Gun Compliant Stocks
Monday, November 8, 1999

Assault Rifles Being Altered to Skirt Law

Weapons: Firm sells custom stock that replaces pistol grip in effort to avoid registration requirement. Lockyer, anti-gun group say change may satisfy law.

By CARL INGRAM, Times Staff Writer

SACRAMENTO--At a little gunsmith shop in a Santa Ana business and industrial complex, owner Shawn Tugwell removes the offending pistol grip from a semiautomatic rifle that California will soon outlaw as an assault weapon.

In its place, Tugwell screws on a substitute grip of a high-strength plastic molded to conform to the gun's original stock.

Behold, what was a banned gun under California's newly toughened assault weapon controls seemingly is reinvented into a more conventional sporting firearm for hunting or paper targets.

Assuming it has no other prohibited characteristics, Tugwell believes the rifle, in this case a .223-caliber Colt Sporter, will pass legal muster and avoid the requirement that it be registered.

"We're trying to make a couple of bucks, and we're also trying to give the people a chance to . . . comply with the law," said Tugwell, who sells his $69.95 replacement grip at gun shows, online and at his GunCompliantStocks shop.

Complying With the Law

Starting Jan. 1, it will be against the law to manufacture, import, sell, give or lend a wide variety of semiautomatic, combat-style guns whose features include pistol grips or folding stocks.

However, current owners can keep their unmodified guns if they register them with the state Department of Justice.
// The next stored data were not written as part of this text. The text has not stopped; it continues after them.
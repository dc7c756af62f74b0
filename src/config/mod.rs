use std::path::PathBuf;
use std::time::Duration;

use percent_encoding::percent_decode_str;
use reqwest::Method;
use serde::Deserialize;
use url::Url;

use crate::engine::assert::{Assertion, Asserter, Condition};
use crate::engine::template::contains_placeholder;
use crate::error::{AppError, AppResult, ConfigError};
use crate::payload::Scope;

const DEFAULT_TIMEOUT: Duration = Duration::from_secs(2);

/// A job spec as submitted over the control channel.
#[derive(Debug, Clone, Default, Deserialize)]
#[serde(default)]
pub struct JobSpec {
    #[serde(rename = "NumConns", alias = "numConns")]
    pub num_conns: u64,
    #[serde(rename = "NumReqs", alias = "numReqs")]
    pub num_reqs: Option<u64>,
    #[serde(rename = "DurationSecs", alias = "durationSecs")]
    pub duration_secs: Option<u64>,
    #[serde(rename = "Url", alias = "url")]
    pub url: String,
    #[serde(rename = "Method", alias = "method")]
    pub method: String,
    #[serde(rename = "Headers", alias = "headers")]
    pub headers: Vec<String>,
    #[serde(rename = "Body", alias = "body")]
    pub body: String,
    #[serde(rename = "BodyFile", alias = "bodyFile")]
    pub body_file: Option<String>,
    #[serde(rename = "PayloadFile", alias = "payloadFile")]
    pub payload_file: String,
    #[serde(rename = "PayloadUrl", alias = "payloadUrl")]
    pub payload_url: String,
    #[serde(rename = "VariableNames", alias = "variableNames")]
    pub variable_names: String,
    #[serde(rename = "StartLine", alias = "startLine")]
    pub start_line: u32,
    #[serde(rename = "Scope", alias = "scope")]
    pub scope: String,
    #[serde(rename = "Rate", alias = "rate")]
    pub rate: Option<u64>,
    #[serde(rename = "TimeoutSecs", alias = "timeoutSecs")]
    pub timeout_secs: Option<u64>,
    #[serde(rename = "Client", alias = "client")]
    pub client: String,
    #[serde(rename = "Assertions", alias = "assertions")]
    pub assertions: Vec<AssertionSpec>,
}

#[derive(Debug, Clone, Default, Deserialize)]
#[serde(default)]
pub struct AssertionSpec {
    #[serde(rename = "Asserter", alias = "asserter")]
    pub asserter: String,
    #[serde(rename = "Expression", alias = "expression")]
    pub expression: String,
    #[serde(rename = "Condition", alias = "condition")]
    pub condition: String,
    #[serde(rename = "Expected", alias = "expected")]
    pub expected: String,
}

/// Workload shape: a fixed request budget or a fixed duration.
#[derive(Debug, Clone, Copy, PartialEq, Eq)]
pub enum Workload {
    Counted { requests: u64 },
    Timed { duration: Duration },
}

#[derive(Debug, Clone, Copy, PartialEq, Eq)]
pub enum ClientKind {
    /// Keep-alive pool sized to the connection count; the default.
    Fast,
    H1,
    H2,
}

#[derive(Debug, Clone)]
pub enum BodySource {
    Inline(String),
    /// Streamed from disk with a fresh reader per request.
    File(PathBuf),
}

#[derive(Debug, Clone)]
pub enum PayloadSource {
    File(PathBuf),
    Url(String),
}

/// Frozen configuration for one run. Constructed once per job, owned by the
/// orchestrator, shared immutably with all workers.
#[derive(Debug)]
pub struct RunConfig {
    pub url: String,
    pub method: Method,
    pub headers: Vec<(String, String)>,
    pub body: BodySource,
    pub workload: Workload,
    pub connections: u64,
    pub rate: Option<u64>,
    pub timeout: Duration,
    pub client_kind: ClientKind,
    pub payload_source: Option<PayloadSource>,
    pub variable_names: Vec<String>,
    pub start_line: u32,
    pub scope: Scope,
    pub assertions: Vec<Assertion>,
    /// Placeholder presence is precomputed per field so static requests
    /// skip scanning on the hot path. Only set when a payload exists.
    pub resolve_url: bool,
    pub resolve_headers: bool,
    pub resolve_body: bool,
}

impl RunConfig {
    /// Validates a submitted job spec and freezes it into a run
    /// configuration.
    ///
    /// # Errors
    ///
    /// Returns a configuration error for a missing or invalid field; no job
    /// is started in that case.
    pub fn from_spec(spec: &JobSpec) -> AppResult<Self> {
        if spec.url.is_empty() {
            return Err(AppError::config(ConfigError::MissingUrl));
        }
        if spec.num_conns == 0 {
            return Err(AppError::config(ConfigError::ZeroConnections));
        }

        let method = parse_method(&spec.method)?;
        let workload = parse_workload(spec)?;
        let headers = parse_headers(&spec.headers)?;
        let scope = parse_scope(&spec.scope)?;
        let client_kind = parse_client_kind(&spec.client)?;
        let assertions = parse_assertions(&spec.assertions)?;

        if let Some(rate) = spec.rate {
            if rate == 0 {
                return Err(AppError::config(ConfigError::ZeroRate));
            }
        }

        let payload_source = if !spec.payload_file.is_empty() {
            Some(PayloadSource::File(PathBuf::from(&spec.payload_file)))
        } else if !spec.payload_url.is_empty() {
            Some(PayloadSource::Url(spec.payload_url.clone()))
        } else {
            None
        };

        let variable_names: Vec<String> = spec
            .variable_names
            .split(',')
            .map(str::trim)
            .filter(|name| !name.is_empty())
            .map(str::to_owned)
            .collect();
        if payload_source.is_some() && variable_names.is_empty() {
            return Err(AppError::config(ConfigError::MissingVariableNames));
        }

        // Placeholder tokens may arrive percent-encoded from JSON tooling;
        // the URL is decoded only when a payload can resolve them. A literal
        // `%` in a payload-less URL stays untouched.
        let url = if payload_source.is_some() {
            percent_decode_str(&spec.url)
                .decode_utf8()
                .map_err(|_| {
                    AppError::config(ConfigError::UrlDecode {
                        url: spec.url.clone(),
                    })
                })?
                .into_owned()
        } else {
            spec.url.clone()
        };

        Url::parse(&url).map_err(|err| {
            AppError::config(ConfigError::InvalidUrl {
                url: url.clone(),
                source: err,
            })
        })?;

        let body = match spec.body_file.as_deref() {
            Some(path) if !path.is_empty() => BodySource::File(PathBuf::from(path)),
            _ => BodySource::Inline(spec.body.clone()),
        };

        let (resolve_url, resolve_headers, resolve_body) = if payload_source.is_some() {
            let resolve_body = match &body {
                BodySource::Inline(text) => contains_placeholder(text),
                BodySource::File(_) => false,
            };
            (
                contains_placeholder(&url),
                headers
                    .iter()
                    .any(|(_, value)| contains_placeholder(value)),
                resolve_body,
            )
        } else {
            (false, false, false)
        };

        let timeout = spec
            .timeout_secs
            .map_or(DEFAULT_TIMEOUT, Duration::from_secs);

        Ok(Self {
            url,
            method,
            headers,
            body,
            workload,
            connections: spec.num_conns,
            rate: spec.rate,
            timeout,
            client_kind,
            payload_source,
            variable_names,
            start_line: spec.start_line,
            scope,
            assertions,
            resolve_url,
            resolve_headers,
            resolve_body,
        })
    }

    /// Total request budget for a counted workload.
    #[must_use]
    pub fn counted_requests(&self) -> Option<u64> {
        match self.workload {
            Workload::Counted { requests } => Some(requests),
            Workload::Timed { .. } => None,
        }
    }
}

fn parse_method(method: &str) -> AppResult<Method> {
    if method.is_empty() {
        return Err(AppError::config(ConfigError::MissingMethod));
    }
    Method::from_bytes(method.to_ascii_uppercase().as_bytes()).map_err(|_| {
        AppError::config(ConfigError::InvalidMethod {
            method: method.to_owned(),
        })
    })
}

fn parse_workload(spec: &JobSpec) -> AppResult<Workload> {
    match (spec.num_reqs, spec.duration_secs) {
        (Some(0), _) => Err(AppError::config(ConfigError::ZeroRequests)),
        (Some(requests), _) => Ok(Workload::Counted { requests }),
        (None, Some(0)) => Err(AppError::config(ConfigError::ZeroDuration)),
        (None, Some(secs)) => Ok(Workload::Timed {
            duration: Duration::from_secs(secs),
        }),
        (None, None) => Err(AppError::config(ConfigError::MissingWorkload)),
    }
}

fn parse_headers(headers: &[String]) -> AppResult<Vec<(String, String)>> {
    headers
        .iter()
        .map(|header| {
            header
                .split_once(':')
                .map(|(key, value)| (key.trim().to_owned(), value.trim().to_owned()))
                .filter(|(key, _)| !key.is_empty())
                .ok_or_else(|| {
                    AppError::config(ConfigError::MalformedHeader {
                        header: header.clone(),
                    })
                })
        })
        .collect()
}

fn parse_scope(scope: &str) -> AppResult<Scope> {
    match scope.to_ascii_lowercase().as_str() {
        "" | "request" => Ok(Scope::Request),
        "connection" => Ok(Scope::Connection),
        "global" => Ok(Scope::Global),
        _ => Err(AppError::config(ConfigError::InvalidScope {
            scope: scope.to_owned(),
        })),
    }
}

fn parse_client_kind(client: &str) -> AppResult<ClientKind> {
    match client.to_ascii_lowercase().as_str() {
        "" | "fast" => Ok(ClientKind::Fast),
        "h1" | "http1" => Ok(ClientKind::H1),
        "h2" | "http2" => Ok(ClientKind::H2),
        _ => Err(AppError::config(ConfigError::InvalidClientType {
            client: client.to_owned(),
        })),
    }
}

fn parse_assertions(specs: &[AssertionSpec]) -> AppResult<Vec<Assertion>> {
    specs
        .iter()
        .map(|spec| {
            let condition = match spec.condition.as_str() {
                "NULL" => Condition::Null,
                "NOT_NULL" => Condition::NotNull,
                "EQUAL" => Condition::Equal,
                other => {
                    return Err(AppError::config(ConfigError::InvalidCondition {
                        condition: other.to_owned(),
                    }))
                }
            };
            let asserter = if spec.asserter == "JsonPath" {
                Asserter::JsonPath
            } else {
                Asserter::Other
            };
            Ok(Assertion {
                asserter,
                expression: spec.expression.clone(),
                condition,
                expected: spec.expected.clone(),
            })
        })
        .collect()
}

#[cfg(test)]
mod tests {
    use super::*;

    fn base_spec() -> JobSpec {
        JobSpec {
            num_conns: 10,
            num_reqs: Some(100),
            url: "http://localhost:8080/ping".to_owned(),
            method: "get".to_owned(),
            ..JobSpec::default()
        }
    }

    #[test]
    fn freezes_a_minimal_spec() -> AppResult<()> {
        let config = RunConfig::from_spec(&base_spec())?;
        assert_eq!(config.method, Method::GET);
        assert_eq!(config.connections, 10);
        assert_eq!(config.workload, Workload::Counted { requests: 100 });
        assert_eq!(config.timeout, DEFAULT_TIMEOUT);
        assert_eq!(config.client_kind, ClientKind::Fast);
        assert_eq!(config.scope, Scope::Request);
        assert!(!config.resolve_url);
        Ok(())
    }

    #[test]
    fn requires_url_method_and_workload() {
        let mut spec = base_spec();
        spec.url = String::new();
        assert!(RunConfig::from_spec(&spec).is_err());

        let mut spec = base_spec();
        spec.method = String::new();
        assert!(RunConfig::from_spec(&spec).is_err());

        let mut spec = base_spec();
        spec.num_reqs = None;
        assert!(RunConfig::from_spec(&spec).is_err());

        spec.duration_secs = Some(5);
        assert!(RunConfig::from_spec(&spec).is_ok());
    }

    #[test]
    fn parses_header_strings() -> AppResult<()> {
        let mut spec = base_spec();
        spec.headers = vec!["Content-Type: application/json".to_owned()];
        let config = RunConfig::from_spec(&spec)?;
        assert_eq!(
            config.headers,
            vec![("Content-Type".to_owned(), "application/json".to_owned())]
        );

        spec.headers = vec!["no-colon-here".to_owned()];
        assert!(RunConfig::from_spec(&spec).is_err());
        Ok(())
    }

    #[test]
    fn rejects_unknown_scope() {
        let mut spec = base_spec();
        spec.scope = "thread".to_owned();
        assert!(RunConfig::from_spec(&spec).is_err());
    }

    #[test]
    fn placeholder_flags_require_a_payload() -> AppResult<()> {
        let mut spec = base_spec();
        spec.url = "http://localhost/u/${name}".to_owned();
        spec.body = "hi ${name}".to_owned();
        let config = RunConfig::from_spec(&spec)?;
        assert!(!config.resolve_url);
        assert!(!config.resolve_body);

        spec.payload_file = "users.csv".to_owned();
        spec.variable_names = "name".to_owned();
        let config = RunConfig::from_spec(&spec)?;
        assert!(config.resolve_url);
        assert!(config.resolve_body);
        Ok(())
    }

    #[test]
    fn decodes_url_only_with_payload() -> AppResult<()> {
        let mut spec = base_spec();
        spec.url = "http://localhost/u/%7B".to_owned();
        let config = RunConfig::from_spec(&spec)?;
        assert_eq!(config.url, "http://localhost/u/%7B");

        spec.url = "http://localhost/u/$%7Bname%7D".to_owned();
        spec.payload_file = "users.csv".to_owned();
        spec.variable_names = "name".to_owned();
        let config = RunConfig::from_spec(&spec)?;
        assert_eq!(config.url, "http://localhost/u/${name}");
        assert!(config.resolve_url);
        Ok(())
    }

    #[test]
    fn spec_deserializes_wire_field_names() -> Result<(), String> {
        let raw = r#"{
            "NumConns": 5,
            "NumReqs": 50,
            "Url": "http://localhost/api",
            "Method": "POST",
            "Headers": ["Accept: application/json"],
            "Body": "{}",
            "Scope": "connection",
            "Assertions": [
                {"Asserter": "JsonPath", "Expression": "$.ok", "Condition": "NOT_NULL", "Expected": ""}
            ]
        }"#;
        let spec: JobSpec = serde_json::from_str(raw).map_err(|err| err.to_string())?;
        assert_eq!(spec.num_conns, 5);
        assert_eq!(spec.num_reqs, Some(50));
        assert_eq!(spec.assertions.len(), 1);
        let config = RunConfig::from_spec(&spec).map_err(|err| err.to_string())?;
        assert_eq!(config.scope, Scope::Connection);
        assert_eq!(config.assertions.len(), 1);
        Ok(())
    }
}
The new law also will attempt to reduce the firepower of these guns by banning ammunition magazines that can hold more than 10 cartridges. Some magazines can accept 20 or more rounds.

Tugwell believes he has found a way to help make some assault guns legal by removing their signature pistol grips and substituting the stock and grip of his own design.

"We offer a stock to make it more of a sporting rifle than what the media and government has termed an assault weapon," said Tugwell, who said it will fit several types of assault guns.

Is such surgery merely a clever way to get around the new law, as the National Rifle Assn. asserts? Or, will Californians be safer from gun violence by eliminating prohibited characteristics, as Atty. Gen. Bill Lockyer suggests? The answer is unclear.

On its Internet Web site, the NRA, which fought passage of the bill, SB 23, praises Tugwell's grip as an "SB 23 buster." The NRA invites other potential inventors of such equipment to come forward "and we will post a link to their site."

"Our job as gun owners is to tweak the nose of our Legislature. . . . It is our job to register as few firearms as possible--LEGALLY," the NRA says.

Lockyer, who has promised to enforce the new law vigorously and is writing regulations to implement it, has not examined Tugwell's substitute grip, believed to be the first of its kind.

But in an interview last week, the Democratic attorney general said he believes that, combined with restricted magazines, the removal of pistol grips diminishes the gun's "lethal potential."

"If people can modify their weapons to not violate any of the prohibited characteristics, then they have complied with the law," Lockyer said. "[But] I don't want someone to conclude that it is easy to get around the law by some cosmetic changes in the weapon."

He said his regulations will define whether modifications such as Tugwell's would enable the gun to comply with the law.

Indeed, much of the impetus for the new restrictions, enacted by the Legislature and signed by Gov. Gray Davis this summer, was to plug loopholes in the existing law, which enabled manufacturers to bypass assault weapon prohibitions by making cosmetic changes.

The new law casts a broader net than the state's 10-year-old Roberti-Roos Assault Weapons Control Act. It bans pistol grips, thumb hole and folding stocks, grenade launchers, flash suppressors and short barrels. However, none of these affects a gun's ability to fire rapidly, as fast as the trigger can be pulled.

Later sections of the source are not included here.